ここ数年、制作時間の確保に固執していたところがあって、ひとと会うことに対しては、積極的に「消極的な態度」をとっていたのだけれど、それではまずい、ということに気づきはじめて、一旦、他者と時間や経験を共有することに寛容になろうと決めた。(「積極的」と言いきれないあたりが、潔くないのだけれど…)

その途端に、さまざまな方面のしばらくぶりのひと(びと)からお声がかかった。もちろん、自分からそんなアナウンスはしていない。

水流を塞き止めていた石をどかしたら、急に水が流れ込んで来たかのよう。ひととのご縁とは、不思議なものだと思う。
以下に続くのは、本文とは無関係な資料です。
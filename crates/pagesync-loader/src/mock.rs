//! Mock loader implementation for testing.
//!
//! Provides [`MockLoader`] for unit testing without filesystem access.

use std::collections::{HashMap, HashSet};
use std::path::{Path, PathBuf};

use crate::document::{BinaryFile, DocumentLoader, LoaderError, LocalDocument};
use crate::mime::guess_content_type;

/// In-memory loader for tests.
///
/// Binaries are keyed by the name used to reference them; the referencing
/// document path is ignored.
///
/// # Example
///
/// ```ignore
/// use pagesync_loader::{DocumentLoader, MockLoader};
///
/// let loader = MockLoader::new()
///     .with_document("/vault/Pages/Guide.md", "# Guide\n\n![](diagram.png)")
///     .with_binary("diagram.png", "Pages/diagram.png", b"\x89PNG");
///
/// let docs = loader.list_publishable_documents().unwrap();
/// ```
#[derive(Debug, Default)]
pub struct MockLoader {
    documents: Vec<LocalDocument>,
    binaries: HashMap<String, BinaryFile>,
    failing: HashSet<String>,
}

impl MockLoader {
    /// Create a new empty mock loader.
    #[must_use]
    pub fn new() -> Self {
        Self::default()
    }

    /// Add a publishable document with raw content (front-matter allowed).
    #[must_use]
    pub fn with_document(mut self, path: impl Into<PathBuf>, raw: &str) -> Self {
        let path: PathBuf = path.into();
        self.documents.push(LocalDocument::from_raw(&path, raw));
        self
    }

    /// Add a binary resolvable by `name`, stored at vault-relative `file_path`.
    #[must_use]
    pub fn with_binary(mut self, name: &str, file_path: &str, contents: &[u8]) -> Self {
        let file_name = file_path.rsplit('/').next().unwrap_or(file_path).to_owned();
        self.binaries.insert(
            name.to_owned(),
            BinaryFile {
                contents: contents.to_vec(),
                file_path: file_path.to_owned(),
                mime_type: guess_content_type(&file_name),
                file_name,
            },
        );
        self
    }

    /// Make reads of `name` fail with an I/O error.
    #[must_use]
    pub fn with_failing_binary(mut self, name: &str) -> Self {
        self.failing.insert(name.to_owned());
        self
    }
}

impl DocumentLoader for MockLoader {
    fn list_publishable_documents(&self) -> Result<Vec<LocalDocument>, LoaderError> {
        Ok(self.documents.clone())
    }

    fn read_binary_near(
        &self,
        name: &str,
        _referencing_path: &Path,
    ) -> Result<Option<BinaryFile>, LoaderError> {
        if self.failing.contains(name) {
            return Err(LoaderError::io(
                name,
                std::io::Error::new(std::io::ErrorKind::PermissionDenied, "mock failure"),
            ));
        }
        Ok(self.binaries.get(name).cloned())
    }
}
ここ数週間にわたって、たてつづけに、しばらくぶりのひとと会っていた。そして、おそらくそれは、旧くからの友人と新しく出会い直す作業でもあった。

まともに話すのは数年ぶりだし、まったく違うフィールドで生きているにも関わらず、お互いが問題意識を持っていることについて、深く話せることに驚いた。彼女が教育現場で日々考えていることが、わたしが制作の中で感じたり考えていることと、深いところでつながっているということもうれしかった。

「あるレベルに到達した人々が言うことは、それがどんな分野のひとでも、案外同じなんだよ。」という友人のひとことが印象的だった。わたしたちのどちらも、途上のひとではあるけれど、いま時点での、お互いのいる場所から見えている景色も、そう大きくは違わないのかもしれないし、そもそも思っているほど遠くにいるわけではないのかもしれない、と思った。

結局、他者によってしか自分を知ることができない、ということも、あわせて実感。ひとは他者からの期待によって成長することとか、他者との対話の中にあってはじめて新しいものを見つけるとか、そういうことを、わたしはあまりに過小評価していたのだと思う。